Paul Lange is a highly acclaimed New York City photographer whose work has graced the pages of prestigious publications such as The New York Times, Vogue, Mademoiselle, and Glamour. He specializes in editorial and celebrity portraits and is currently dipping his toes into the vast ocean of fine art photography. “Big Blooms” is but one of the four series that compose his “Fifty Acres” project. The project took eight years and thousands of photos to complete. It’s a catalogue of all the flora and fauna living on a farm owned by his close friend and renowned New York florist Zezé. Paul is currently based in Chatham, New York where he lives with his wife/business partner/creative partner Jennifer.
Daniel Nimmervoll is an Austria-based photographer who managed to capture these incredible macro shots of water droplets using his high speed camera. If you look closely at that shot above, you can see the .22 caliber bullet that passed through the column of water produced by the drop of water as it hit the surface. Might I point out that capturing a bullet in flight (albeit a low caliber one) is no mean feat by itself, capturing one as it passes through a drop of water which exists for a millisecond is relatively unheard of. High tech equipment can only do so much, it is to the photographer that wields them to whom due credit should be given. Kudos to Daniel for having the patience and the talent to capture these incredible shots.
Sand is everywhere and most of us take it for granted, but not Dr. Gary Greenberg. He is the photographer behind these exceptional macro shots of sand. He was a filmmaker and photographer until he decided to move to London to pursue his PhD in biomedical research. Dr. Greenberg also patented the 3D microscopes that he uses to take these incredible pictures. With Dr. Greenberg’s incredibly close-up shots, the viewer can see the beauty of each individual grain of sand.
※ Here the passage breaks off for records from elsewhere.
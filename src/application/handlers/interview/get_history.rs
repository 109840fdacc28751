//! GetHistoryHandler - Query handler for an interview's conversation log.

use std::sync::Arc;

use crate::domain::conversation::Turn;
use crate::domain::foundation::InterviewId;
use crate::domain::interview::InterviewError;
use crate::ports::{InterviewRepository, MessageRepository};

/// Query for the ordered turns of an interview.
#[derive(Debug, Clone)]
pub struct GetHistoryQuery {
    pub interview_id: InterviewId,
}

/// Handler returning the stored turn log unchanged.
pub struct GetHistoryHandler {
    interviews: Arc<dyn InterviewRepository>,
    messages: Arc<dyn MessageRepository>,
}

impl GetHistoryHandler {
    pub fn new(
        interviews: Arc<dyn InterviewRepository>,
        messages: Arc<dyn MessageRepository>,
    ) -> Self {
        Self {
            interviews,
            messages,
        }
    }

    pub async fn handle(&self, query: GetHistoryQuery) -> Result<Vec<Turn>, InterviewError> {
        if self.interviews.find_by_id(&query.interview_id).await?.is_none() {
            return Err(InterviewError::NotFound(query.interview_id));
        }
        Ok(self.messages.list_by_interview(&query.interview_id).await?)
    }
}
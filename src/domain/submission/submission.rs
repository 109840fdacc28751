//! Code submission entity.

use serde::{Deserialize, Serialize};

use crate::domain::evaluation::lenient_string;
use crate::domain::foundation::{InterviewId, SubmissionId, Timestamp};

/// One simulated test case reported by the reviewer.
#[derive(Debug, Clone, Default, PartialEq, Eq, Serialize, Deserialize)]
#[serde(default)]
pub struct TestResult {
    #[serde(deserialize_with = "lenient_string")]
    pub input: String,
    #[serde(deserialize_with = "lenient_string")]
    pub expected: String,
    #[serde(deserialize_with = "lenient_string")]
    pub actual: String,
    pub passed: bool,
}

/// A piece of code the candidate submitted for review. Append-only.
#[derive(Debug, Clone, PartialEq, Eq, Serialize, Deserialize)]
pub struct Submission {
    pub id: SubmissionId,
    pub interview_id: InterviewId,
    pub code: String,
    pub language: String,
    pub ai_feedback: String,
    pub is_correct: Option<bool>,
    pub test_results: Vec<TestResult>,
    pub submitted_at: Timestamp,
}

impl Submission {
    pub fn new(
        interview_id: InterviewId,
        code: impl Into<String>,
        language: impl Into<String>,
        ai_feedback: impl Into<String>,
        is_correct: Option<bool>,
        test_results: Vec<TestResult>,
    ) -> Self {
        Self {
            id: SubmissionId::new(),
            interview_id,
            code: code.into(),
            language: language.into(),
            ai_feedback: ai_feedback.into(),
            is_correct,
            test_results,
            submitted_at: Timestamp::now(),
        }
    }

    /// Number of simulated test cases that passed.
    pub fn passed_count(&self) -> usize {
        self.test_results.iter().filter(|r| r.passed).count()
    }
}
//! In-memory adapters for tests and local development.

mod in_memory_store;

pub use in_memory_store::InMemoryInterviewStore;
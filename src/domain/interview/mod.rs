//! Interview domain module.
//!
//! Owns the interview lifecycle state machine: an interview starts `active`,
//! accepts chat turns only while active, and ends exactly once as either
//! `completed` (evaluated) or `abandoned`.

mod aggregate;
mod errors;
mod problem_snapshot;

pub use aggregate::Interview;
pub use errors::InterviewError;
pub use problem_snapshot::ProblemSnapshot;
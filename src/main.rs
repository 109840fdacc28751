//! Mock interviewer HTTP server.
//!
//! Loads configuration from the environment, connects to PostgreSQL, wires the
//! Gemini gateway into the interview facade and serves the REST API.

use std::sync::Arc;

use anyhow::Context;
use http::HeaderValue;
use tower::ServiceBuilder;
use tower_http::cors::{Any, CorsLayer};
use tower_http::timeout::TimeoutLayer;
use tower_http::trace::TraceLayer;
use tracing_subscriber::EnvFilter;

use mock_interviewer::adapters::http::{api_router, InterviewHandlers};
use mock_interviewer::adapters::{
    GeminiGateway, PostgresEvaluationRepository, PostgresInterviewRepository,
    PostgresMessageRepository, PostgresSubmissionRepository,
};
use mock_interviewer::application::InterviewFacade;
use mock_interviewer::config::{AppConfig, ServerConfig};

#[tokio::main]
async fn main() -> anyhow::Result<()> {
    let config = AppConfig::load().context("failed to load configuration")?;
    init_tracing(&config.server);
    config.validate().context("invalid configuration")?;

    let pool = config
        .database
        .connect()
        .await
        .with_context(|| format!("failed to connect to {}", config.database.redacted_url()))?;
    tracing::info!(url = %config.database.redacted_url(), "connected to PostgreSQL");

    if config.database.run_migrations {
        sqlx::migrate!("./migrations")
            .run(&pool)
            .await
            .context("failed to run migrations")?;
        tracing::info!("database migrations applied");
    }

    let gemini = config
        .ai
        .gemini_config()
        .context("GEMINI_API_KEY is not configured")?;
    tracing::info!(model = %gemini.model, "using Gemini model gateway");
    let gateway = GeminiGateway::new(gemini).context("failed to build model gateway")?;

    let facade = InterviewFacade::new(
        Arc::new(PostgresInterviewRepository::new(pool.clone())),
        Arc::new(PostgresMessageRepository::new(pool.clone())),
        Arc::new(PostgresSubmissionRepository::new(pool.clone())),
        Arc::new(PostgresEvaluationRepository::new(pool)),
        Arc::new(gateway),
    );

    let app = api_router(InterviewHandlers::new(facade), &config.server.api_prefix).layer(
        ServiceBuilder::new()
            .layer(TraceLayer::new_for_http())
            .layer(cors_layer(&config.server))
            .layer(TimeoutLayer::new(config.server.request_timeout())),
    );

    let addr = config.server.socket_addr()?;
    let listener = tokio::net::TcpListener::bind(addr)
        .await
        .with_context(|| format!("failed to bind {}", addr))?;
    tracing::info!(%addr, prefix = %config.server.api_prefix, "listening");

    axum::serve(listener, app)
        .with_graceful_shutdown(shutdown_signal())
        .await
        .context("server error")?;

    tracing::info!("server stopped");
    Ok(())
}

fn init_tracing(server: &ServerConfig) {
    let filter = EnvFilter::try_from_default_env()
        .unwrap_or_else(|_| EnvFilter::new(&server.log_level));

    if server.is_production() {
        tracing_subscriber::fmt()
            .with_env_filter(filter)
            .json()
            .init();
    } else {
        tracing_subscriber::fmt().with_env_filter(filter).init();
    }
}

fn cors_layer(server: &ServerConfig) -> CorsLayer {
    let origins: Vec<HeaderValue> = server
        .cors_origins_list()
        .iter()
        .filter_map(|origin| origin.parse().ok())
        .collect();

    if origins.is_empty() {
        CorsLayer::new()
            .allow_origin(Any)
            .allow_methods(Any)
            .allow_headers(Any)
    } else {
        CorsLayer::new()
            .allow_origin(origins)
            .allow_methods(Any)
            .allow_headers(Any)
    }
}

async fn shutdown_signal() {
    if let Err(e) = tokio::signal::ctrl_c().await {
        tracing::error!(error = %e, "failed to listen for shutdown signal");
        std::future::pending::<()>().await;
    }
    tracing::info!("shutdown signal received");
}
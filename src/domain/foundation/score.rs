//! Score value object - a 0-10 rating on one evaluation dimension.

use serde::{Deserialize, Deserializer, Serialize};
use std::fmt;

use super::ValidationError;

/// A bounded interview score in `0..=10`.
///
/// Construction from untrusted model output goes through [`Score::clamped`]
/// (or the lenient `Deserialize` impl) and never fails.
#[derive(Debug, Clone, Copy, PartialEq, Eq, PartialOrd, Ord, Hash, Default, Serialize)]
#[serde(transparent)]
pub struct Score(u8);

impl Score {
    pub const MIN: u8 = 0;
    pub const MAX: u8 = 10;

    /// Creates a score, rejecting values outside `0..=10`.
    pub fn try_new(value: i64) -> Result<Self, ValidationError> {
        if (Self::MIN as i64..=Self::MAX as i64).contains(&value) {
            Ok(Self(value as u8))
        } else {
            Err(ValidationError::out_of_range(
                "score",
                Self::MIN as i64,
                Self::MAX as i64,
                value,
            ))
        }
    }

    /// Creates a score, clamping out-of-range values into `0..=10`.
    pub fn clamped(value: i64) -> Self {
        Self(value.clamp(Self::MIN as i64, Self::MAX as i64) as u8)
    }

    /// The zero score used when nothing could be extracted.
    pub fn zero() -> Self {
        Self(0)
    }

    /// Returns the raw value.
    pub fn value(&self) -> u8 {
        self.0
    }

    /// Lenient conversion from arbitrary JSON.
    ///
    /// Integers are clamped, floats truncated then clamped, numeric strings
    /// parsed; anything else is zero.
    pub fn from_json(value: &serde_json::Value) -> Self {
        match value {
            serde_json::Value::Number(n) => {
                if let Some(i) = n.as_i64() {
                    Self::clamped(i)
                } else {
                    n.as_f64()
                        .filter(|f| f.is_finite())
                        .map(|f| Self::clamped(f.trunc() as i64))
                        .unwrap_or_default()
                }
            }
            serde_json::Value::String(s) => s
                .trim()
                .parse::<f64>()
                .ok()
                .filter(|f| f.is_finite())
                .map(|f| Self::clamped(f.trunc() as i64))
                .unwrap_or_default(),
            _ => Self::zero(),
        }
    }
}

impl<'de> Deserialize<'de> for Score {
    fn deserialize<D>(deserializer: D) -> Result<Self, D::Error>
    where
        D: Deserializer<'de>,
    {
        let value = serde_json::Value::deserialize(deserializer)?;
        Ok(Score::from_json(&value))
    }
}

impl fmt::Display for Score {
    fn fmt(&self, f: &mut fmt::Formatter<'_>) -> fmt::Result {
        write!(f, "{}/10", self.0)
    }
}

#[cfg(test)]
mod tests {
    use super::*;
    use serde_json::json;

    #[test]
    fn try_new_accepts_bounds() {
        assert_eq!(Score::try_new(0).unwrap().value(), 0);
        assert_eq!(Score::try_new(10).unwrap().value(), 10);
        assert!(Score::try_new(11).is_err());
        assert!(Score::try_new(-1).is_err());
    }

    #[test]
    fn clamped_pins_to_range() {
        assert_eq!(Score::clamped(42).value(), 10);
        assert_eq!(Score::clamped(-3).value(), 0);
        assert_eq!(Score::clamped(7).value(), 7);
    }

    #[test]
    fn from_json_is_lenient() {
        assert_eq!(Score::from_json(&json!(8)).value(), 8);
        assert_eq!(Score::from_json(&json!(7.9)).value(), 7);
        assert_eq!(Score::from_json(&json!("6")).value(), 6);
        assert_eq!(Score::from_json(&json!(150)).value(), 10);
        assert_eq!(Score::from_json(&json!(null)).value(), 0);
        assert_eq!(Score::from_json(&json!("great")).value(), 0);
        assert_eq!(Score::from_json(&json!([1, 2])).value(), 0);
    }

    #[test]
    fn deserialize_never_fails_on_wrong_type() {
        let score: Score = serde_json::from_str("{\"a\":1}").unwrap();
        assert_eq!(score, Score::zero());
    }

    #[test]
    fn displays_out_of_ten() {
        assert_eq!(Score::clamped(9).to_string(), "9/10");
    }
}
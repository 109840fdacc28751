//! Application handlers.
//!
//! Command and query handlers that orchestrate domain operations.

pub mod interview;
Who knew that gritty stuff between your toes in the beach could be so pretty?
“This is the only thing I like to do and why I wake up in the morning.” said Henry Leutwyler, photographer of the stars. He was born in Switzerland in 1961. He moved to France to become an apprentice to Gilles Tapie, a distinguished photographer. After firmly establishing himself as a talented editorial photographer, he moved to the Big Apple in the mid-90s. These days, he captures portraits for big Hollywood stars like Julia Roberts, Martin Scorses, Lucy Liu, Robert Downey Jr., and Rihanna. He said: “There’s a whole new vocabulary surrounding photography that I find quite vulgar. For me, it’s not about ‘shooting’ and sensationalism. It’s a magic moment that happens in the first few minutes of a sitting. Revealing something from out of my subjects that isn’t obvious — finding the beauty within.”
Handy Andy Pandy is a Melbourne-based, redhead photographer who is currently keeping up with his self-imposed 365-day challenge. For those not familiar with the challenge, the rules are simple. Take a photograph. Once a day, everyday, for 365 days straight! Most who do take on the challenge wash out after several months for lack of time, opportunity, or creativity. Not Handy Andy Pandy though, this guy has creativity out the wazoo. Sometimes, it takes him anywhere between six to seven hours to capture that perfect shot. He said: “I’m smack bang in the middle of a 365 Project and loving it! I’m trying to challenge myself and push myself to grow as a photographer and a photomanipulator”. When not carving a lightning bolt into his forehead, Andy contributes for the online photography site F Stop Lounge. He is also available for freelance work.